Directions for this task » To complete the exercise, repeat every record exactly as it stands.

Records shown »
════════════════

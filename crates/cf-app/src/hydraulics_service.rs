//! Headwater and discharge queries against the external solver.

use std::collections::HashMap;
use std::path::{Path, PathBuf};

use cf_core::UnitSystem;
use cf_project::{Crossing, Project};
use cf_solver::{
    QueryOutcome, SearchConfig, SearchProgressEvent, flow_for_ratio, flow_from_headwater,
    headwater_from_flow,
};
use rayon::prelude::*;
use tracing::{debug, info};

use crate::error::AppResult;
use crate::evaluate::CrossingEvaluator;
use crate::executor::SolverInvoker;
use crate::workspace::ScratchWorkspace;

#[derive(Debug, Clone, Copy, PartialEq)]
pub enum HydraulicQuery {
    HeadwaterFromFlow { flow: f64 },
    FlowFromHeadwater { headwater: f64, hint: Option<f64> },
    FlowForRatio { ratio: f64, hint: Option<f64> },
}

#[derive(Debug, Clone)]
pub struct RunOptions {
    /// Scratch directory; a temporary one is created when `None`.
    pub workspace: Option<PathBuf>,
    /// Keep a temporary workspace after the query finishes.
    pub keep_files: bool,
    pub search: SearchConfig,
    /// Worker threads for project batches.
    pub concurrency: usize,
    /// Used only when a crossing is queried without its project.
    pub units: UnitSystem,
    pub exit_loss_option: i64,
}

impl Default for RunOptions {
    fn default() -> Self {
        Self {
            workspace: None,
            keep_files: false,
            search: SearchConfig::default(),
            concurrency: 1,
            units: UnitSystem::default(),
            exit_loss_option: 0,
        }
    }
}

#[derive(Debug, Clone)]
pub struct CrossingResult {
    pub outcome: QueryOutcome,
    /// Directory holding the scratch files when they were kept.
    pub workspace: Option<PathBuf>,
}

#[allow(clippy::too_many_arguments)]
fn query_in_dir(
    invoker: &dyn SolverInvoker,
    crossing: &Crossing,
    project: Option<&Project>,
    query: &HydraulicQuery,
    options: &RunOptions,
    dir: &Path,
    journal: bool,
    progress_cb: Option<&mut dyn FnMut(SearchProgressEvent)>,
) -> AppResult<QueryOutcome> {
    let snapshot = match project {
        Some(parent) => parent.snapshot_with(crossing),
        None => Project::standalone(crossing, options.units, options.exit_loss_option),
    };
    let mut evaluator = CrossingEvaluator::new(invoker, snapshot, dir)?;
    if journal {
        evaluator = evaluator.with_journal();
    }
    let outcome = match *query {
        HydraulicQuery::HeadwaterFromFlow { flow } => {
            headwater_from_flow(&mut evaluator, crossing, flow, progress_cb)
        }
        HydraulicQuery::FlowFromHeadwater { headwater, hint } => flow_from_headwater(
            &mut evaluator,
            crossing,
            headwater,
            hint,
            &options.search,
            progress_cb,
        ),
        HydraulicQuery::FlowForRatio { ratio, hint } => flow_for_ratio(
            &mut evaluator,
            crossing,
            ratio,
            hint,
            &options.search,
            progress_cb,
        ),
    }?;
    debug!(crossing = %crossing.name, runs = evaluator.runs(), "query finished");
    Ok(outcome)
}

/// Run one query for one crossing. `project` supplies metadata for the
/// scratch project; without it a standalone project in `options.units` is used.
pub fn run_crossing_query(
    invoker: &dyn SolverInvoker,
    crossing: &Crossing,
    project: Option<&Project>,
    query: &HydraulicQuery,
    options: &RunOptions,
    progress_cb: Option<&mut dyn FnMut(SearchProgressEvent)>,
) -> AppResult<CrossingResult> {
    info!(crossing = %crossing.name, ?query, "running crossing query");
    let ws = ScratchWorkspace::prepare(options.workspace.as_deref(), options.keep_files)?;
    let retained = ws.is_retained();
    let outcome = query_in_dir(
        invoker,
        crossing,
        project,
        query,
        options,
        ws.path(),
        retained,
        progress_cb,
    )?;
    Ok(CrossingResult {
        outcome,
        workspace: retained.then(|| ws.path().to_path_buf()),
    })
}

/// Result key for a crossing; repeated names get a `(duplicate #n)` suffix.
pub fn unique_crossing_key(name: &str, counts: &mut HashMap<String, usize>) -> String {
    let count = counts.entry(name.to_string()).or_insert(0);
    *count += 1;
    if *count == 1 {
        name.to_string()
    } else {
        format!("{name} (duplicate #{count})")
    }
}

/// Run the same query for every crossing of `project`.
///
/// Crossings run on a pool of `options.concurrency` workers, each in its own
/// `crossing_NNN` sub-directory. Results come back in crossing order; the first
/// failing crossing in that order is the error returned for the batch.
pub fn run_project_query(
    invoker: &dyn SolverInvoker,
    project: &Project,
    query: &HydraulicQuery,
    options: &RunOptions,
) -> AppResult<Vec<(String, CrossingResult)>> {
    info!(crossings = project.crossings.len(), ?query, workers = options.concurrency, "running project query");
    let ws = ScratchWorkspace::prepare(options.workspace.as_deref(), options.keep_files)?;
    let retained = ws.is_retained();
    let pool = rayon::ThreadPoolBuilder::new()
        .num_threads(options.concurrency.max(1))
        .build()?;

    let results: Vec<AppResult<CrossingResult>> = pool.install(|| {
        project
            .crossings
            .par_iter()
            .enumerate()
            .map(|(idx, crossing)| -> AppResult<CrossingResult> {
                let dir = ws.child(idx + 1)?;
                let outcome = query_in_dir(
                    invoker,
                    crossing,
                    Some(project),
                    query,
                    options,
                    &dir,
                    retained,
                    None,
                )?;
                Ok(CrossingResult {
                    outcome,
                    workspace: retained.then_some(dir),
                })
            })
            .collect()
    });

    let mut counts = HashMap::new();
    project
        .crossings
        .iter()
        .zip(results)
        .map(|(crossing, result)| -> AppResult<(String, CrossingResult)> {
            Ok((unique_crossing_key(&crossing.name, &mut counts), result?))
        })
        .collect()
}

════════════════

Task output »
filename crates/cf-app/src/hydraulics_service.rs
//! Headwater and discharge queries against the external solver.

use std::collections::HashMap;
use std::path::{Path, PathBuf};

use cf_core::UnitSystem;
use cf_project::{Crossing, Project};
use cf_solver::{
    QueryOutcome, SearchConfig, SearchProgressEvent, flow_for_ratio, flow_from_headwater,
    headwater_from_flow,
};
use rayon::prelude::*;
use tracing::{debug, info};

use crate::error::AppResult;
use crate::evaluate::CrossingEvaluator;
use crate::executor::SolverInvoker;
use crate::workspace::ScratchWorkspace;

#[derive(Debug, Clone, Copy, PartialEq)]
pub enum HydraulicQuery {
    HeadwaterFromFlow { flow: f64 },
    FlowFromHeadwater { headwater: f64, hint: Option<f64> },
    FlowForRatio { ratio: f64, hint: Option<f64> },
}

#[derive(Debug, Clone)]
pub struct RunOptions {
    /// Scratch directory; a temporary one is created when `None`.
    pub workspace: Option<PathBuf>,
    /// Keep a temporary workspace after the query finishes.
    pub keep_files: bool,
    pub search: SearchConfig,
    /// Worker threads for project batches.
    pub concurrency: usize,
    /// Used only when a crossing is queried without its project.
    pub units: UnitSystem,
    pub exit_loss_option: i64,
}

impl Default for RunOptions {
    fn default() -> Self {
        Self {
            workspace: None,
            keep_files: false,
            search: SearchConfig::default(),
            concurrency: 1,
            units: UnitSystem::default(),
            exit_loss_option: 0,
        }
    }
}

#[derive(Debug, Clone)]
pub struct CrossingResult {
    pub outcome: QueryOutcome,
    /// Directory holding the scratch files when they were kept.
    pub workspace: Option<PathBuf>,
}

#[allow(clippy::too_many_arguments)]
fn query_in_dir(
    invoker: &dyn SolverInvoker,
    crossing: &Crossing,
    project: Option<&Project>,
    query: &HydraulicQuery,
    options: &RunOptions,
    dir: &Path,
    journal: bool,
    progress_cb: Option<&mut dyn FnMut(SearchProgressEvent)>,
) -> AppResult<QueryOutcome> {
    let snapshot = match project {
        Some(parent) => parent.snapshot_with(crossing),
        None => Project::standalone(crossing, options.units, options.exit_loss_option),
    };
    let mut evaluator = CrossingEvaluator::new(invoker, snapshot, dir)?;
    if journal {
        evaluator = evaluator.with_journal();
    }
    let outcome = match *query {
        HydraulicQuery::HeadwaterFromFlow { flow } => {
            headwater_from_flow(&mut evaluator, crossing, flow, progress_cb)
        }
        HydraulicQuery::FlowFromHeadwater { headwater, hint } => flow_from_headwater(
            &mut evaluator,
            crossing,
            headwater,
            hint,
            &options.search,
            progress_cb,
        ),
        HydraulicQuery::FlowForRatio { ratio, hint } => flow_for_ratio(
            &mut evaluator,
            crossing,
            ratio,
            hint,
            &options.search,
            progress_cb,
        ),
    }?;
    debug!(crossing = %crossing.name, runs = evaluator.runs(), "query finished");
    Ok(outcome)
}

/// Run one query for one crossing. `project` supplies metadata for the
/// scratch project; without it a standalone project in `options.units` is used.
pub fn run_crossing_query(
    invoker: &dyn SolverInvoker,
    crossing: &Crossing,
    project: Option<&Project>,
    query: &HydraulicQuery,
    options: &RunOptions,
    progress_cb: Option<&mut dyn FnMut(SearchProgressEvent)>,
) -> AppResult<CrossingResult> {
    info!(crossing = %crossing.name, ?query, "running crossing query");
    let ws = ScratchWorkspace::prepare(options.workspace.as_deref(), options.keep_files)?;
    let retained = ws.is_retained();
    let outcome = query_in_dir(
        invoker,
        crossing,
        project,
        query,
        options,
        ws.path(),
        retained,
        progress_cb,
    )?;
    Ok(CrossingResult {
        outcome,
        workspace: retained.then(|| ws.path().to_path_buf()),
    })
}

/// Result key for a crossing; repeated names get a `(duplicate #n)` suffix.
pub fn unique_crossing_key(name: &str, counts: &mut HashMap<String, usize>) -> String {
    let count = counts.entry(name.to_string()).or_insert(0);
    *count += 1;
    if *count == 1 {
        name.to_string()
    } else {
        format!("{name} (duplicate #{count})")
    }
}

/// Run the same query for every crossing of `project`.
///
/// Crossings run on a pool of `options.concurrency` workers, each in its own
/// `crossing_NNN` sub-directory. Results come back in crossing order; the first
/// failing crossing in that order is the error returned for the batch.
pub fn run_project_query(
    invoker: &dyn SolverInvoker,
    project: &Project,
    query: &HydraulicQuery,
    options: &RunOptions,
) -> AppResult<Vec<(String, CrossingResult)>> {
    info!(crossings = project.crossings.len(), ?query, workers = options.concurrency, "running project query");
    let ws = ScratchWorkspace::prepare(options.workspace.as_deref(), options.keep_files)?;
    let retained = ws.is_retained();
    let pool = rayon::ThreadPoolBuilder::new()
        .num_threads(options.concurrency.max(1))
        .build()?;

    let results: Vec<AppResult<CrossingResult>> = pool.install(|| {
        project
            .crossings
            .par_iter()
            .enumerate()
            .map(|(idx, crossing)| -> AppResult<CrossingResult> {
                let dir = ws.child(idx + 1)?;
                let outcome = query_in_dir(
                    invoker,
                    crossing,
                    Some(project),
                    query,
                    options,
                    &dir,
                    retained,
                    None,
                )?;
                Ok(CrossingResult {
                    outcome,
                    workspace: retained.then_some(dir),
                })
            })
            .collect()
    });

    let mut counts = HashMap::new();
    project
        .crossings
        .iter()
        .zip(results)
        .map(|(crossing, result)| -> AppResult<(String, CrossingResult)> {
            Ok((unique_crossing_key(&crossing.name, &mut counts), result?))
        })
        .collect()
}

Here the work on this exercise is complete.